» About this task
Transcribe the full listing exactly.

*-*-*

//! # MVP4: AI Fluency Training

use axum::extract::rejection::JsonRejection;
use axum::routing::{get, post};
use axum::{Json, Router};
use serde::Deserialize;
use serde_json::{json, Value};
use utoipa::ToSchema;

use crate::error::AppError;
use crate::extractors::extract_json;
use crate::state::AppState;

/// (id, title, persona, duration_min, completion_rate)
const COURSES: [(&str, &str, &str, u32, f64); 5] = [
    ("C001", "AI Regulation Fundamentals", "all", 45, 0.87),
    ("C002", "EU AI Act Deep Dive", "Forecaster", 90, 0.72),
    ("C003", "Risk Assessment Practicum", "Autopsier", 120, 0.68),
    ("C004", "Enabling AI Compliance", "Enabler", 60, 0.79),
    ("C005", "Board-Level AI Briefing", "Evangelist", 30, 0.91),
];

/// Days allowed to finish a course after enrolling.
const COMPLETION_WINDOW_DAYS: i64 = 14;

#[derive(Debug, Default, Deserialize, ToSchema)]
pub struct EnrollRequest {
    #[serde(default)]
    pub course_id: Option<String>,
    #[serde(default)]
    pub user_id: Option<String>,
}

/// Build the training router.
pub fn router() -> Router<AppState> {
    Router::new()
        .route("/api/v1/mvp4/training/courses", get(list_courses))
        .route("/api/v1/mvp4/training/enroll", post(enroll))
}

/// GET /api/v1/mvp4/training/courses - Course catalogue.
async fn list_courses() -> Json<Value> {
    let courses: Vec<Value> = COURSES
        .iter()
        .map(|(id, title, persona, duration, rate)| {
            json!({
                "id": id,
                "title": title,
                "persona": persona,
                "duration_min": duration,
                "completion_rate": rate,
            })
        })
        .collect();
    Json(json!({
        "courses": courses,
        "certifications_issued": 1247,
        "avg_score": 0.83,
    }))
}

/// POST /api/v1/mvp4/training/enroll - Enroll a user in a course.
async fn enroll(body: Result<Json<EnrollRequest>, JsonRejection>) -> Result<Json<Value>, AppError> {
    let req = extract_json(body)?;
    let now = saro_core::now();
    let title = req
        .course_id
        .as_deref()
        .and_then(|id| COURSES.iter().find(|c| c.0 == id))
        .map(|c| c.1);
    tracing::info!(course_id = ?req.course_id, user_id = ?req.user_id, "training enrollment");

    Ok(Json(json!({
        "enrollment_id": uuid::Uuid::new_v4().to_string(),
        "course_id": req.course_id,
        "course_title": title,
        "user_id": req.user_id,
        "started_at": now,
        "estimated_completion": saro_core::date_in_days(now, COMPLETION_WINDOW_DAYS),
        "status": "enrolled",
    })))
}

#[cfg(test)]
mod tests {
    use super::*;
    use crate::routes::test_util::{get_json, post_json};

    fn app() -> Router {
        router().with_state(AppState::new())
    }

    #[tokio::test]
    async fn five_courses() {
        let (_, body) = get_json(app(), "/api/v1/mvp4/training/courses").await;
        assert_eq!(body["courses"].as_array().unwrap().len(), 5);
        assert_eq!(body["courses"][1]["persona"], "Forecaster");
    }

    #[tokio::test]
    async fn enroll_resolves_course_title() {
        let (_, body) = post_json(
            app(),
            "/api/v1/mvp4/training/enroll",
            json!({ "course_id": "C002", "user_id": "u-1" }),
        )
        .await;
        assert_eq!(body["status"], "enrolled");
        assert_eq!(body["course_title"], "EU AI Act Deep Dive");
        assert_eq!(body["enrollment_id"].as_str().unwrap().len(), 36);
    }

    #[tokio::test]
    async fn enroll_without_fields_is_accepted() {
        let (_, body) = post_json(app(), "/api/v1/mvp4/training/enroll", json!({})).await;
        assert!(body["course_id"].is_null());
        assert!(body["course_title"].is_null());
    }
}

*-*-*

» Answer for this exercise
//! # MVP4: AI Fluency Training

use axum::extract::rejection::JsonRejection;
use axum::routing::{get, post};
use axum::{Json, Router};
use serde::Deserialize;
use serde_json::{json, Value};
use utoipa::ToSchema;

use crate::error::AppError;
use crate::extractors::extract_json;
use crate::state::AppState;

/// (id, title, persona, duration_min, completion_rate)
const COURSES: [(&str, &str, &str, u32, f64); 5] = [
    ("C001", "AI Regulation Fundamentals", "all", 45, 0.87),
    ("C002", "EU AI Act Deep Dive", "Forecaster", 90, 0.72),
    ("C003", "Risk Assessment Practicum", "Autopsier", 120, 0.68),
    ("C004", "Enabling AI Compliance", "Enabler", 60, 0.79),
    ("C005", "Board-Level AI Briefing", "Evangelist", 30, 0.91),
];

/// Days allowed to finish a course after enrolling.
const COMPLETION_WINDOW_DAYS: i64 = 14;

#[derive(Debug, Default, Deserialize, ToSchema)]
pub struct EnrollRequest {
    #[serde(default)]
    pub course_id: Option<String>,
    #[serde(default)]
    pub user_id: Option<String>,
}

/// Build the training router.
pub fn router() -> Router<AppState> {
    Router::new()
        .route("/api/v1/mvp4/training/courses", get(list_courses))
        .route("/api/v1/mvp4/training/enroll", post(enroll))
}

/// GET /api/v1/mvp4/training/courses - Course catalogue.
async fn list_courses() -> Json<Value> {
    let courses: Vec<Value> = COURSES
        .iter()
        .map(|(id, title, persona, duration, rate)| {
            json!({
                "id": id,
                "title": title,
                "persona": persona,
                "duration_min": duration,
                "completion_rate": rate,
            })
        })
        .collect();
    Json(json!({
        "courses": courses,
        "certifications_issued": 1247,
        "avg_score": 0.83,
    }))
}

/// POST /api/v1/mvp4/training/enroll - Enroll a user in a course.
async fn enroll(body: Result<Json<EnrollRequest>, JsonRejection>) -> Result<Json<Value>, AppError> {
    let req = extract_json(body)?;
    let now = saro_core::now();
    let title = req
        .course_id
        .as_deref()
        .and_then(|id| COURSES.iter().find(|c| c.0 == id))
        .map(|c| c.1);
    tracing::info!(course_id = ?req.course_id, user_id = ?req.user_id, "training enrollment");

    Ok(Json(json!({
        "enrollment_id": uuid::Uuid::new_v4().to_string(),
        "course_id": req.course_id,
        "course_title": title,
        "user_id": req.user_id,
        "started_at": now,
        "estimated_completion": saro_core::date_in_days(now, COMPLETION_WINDOW_DAYS),
        "status": "enrolled",
    })))
}

#[cfg(test)]
mod tests {
    use super::*;
    use crate::routes::test_util::{get_json, post_json};

    fn app() -> Router {
        router().with_state(AppState::new())
    }

    #[tokio::test]
    async fn five_courses() {
        let (_, body) = get_json(app(), "/api/v1/mvp4/training/courses").await;
        assert_eq!(body["courses"].as_array().unwrap().len(), 5);
        assert_eq!(body["courses"][1]["persona"], "Forecaster");
    }

    #[tokio::test]
    async fn enroll_resolves_course_title() {
        let (_, body) = post_json(
            app(),
            "/api/v1/mvp4/training/enroll",
            json!({ "course_id": "C002", "user_id": "u-1" }),
        )
        .await;
        assert_eq!(body["status"], "enrolled");
        assert_eq!(body["course_title"], "EU AI Act Deep Dive");
        assert_eq!(body["enrollment_id"].as_str().unwrap().len(), 36);
    }

    #[tokio::test]
    async fn enroll_without_fields_is_accepted() {
        let (_, body) = post_json(app(), "/api/v1/mvp4/training/enroll", json!({})).await;
        assert!(body["course_id"].is_null());
        assert!(body["course_title"].is_null());
    }
}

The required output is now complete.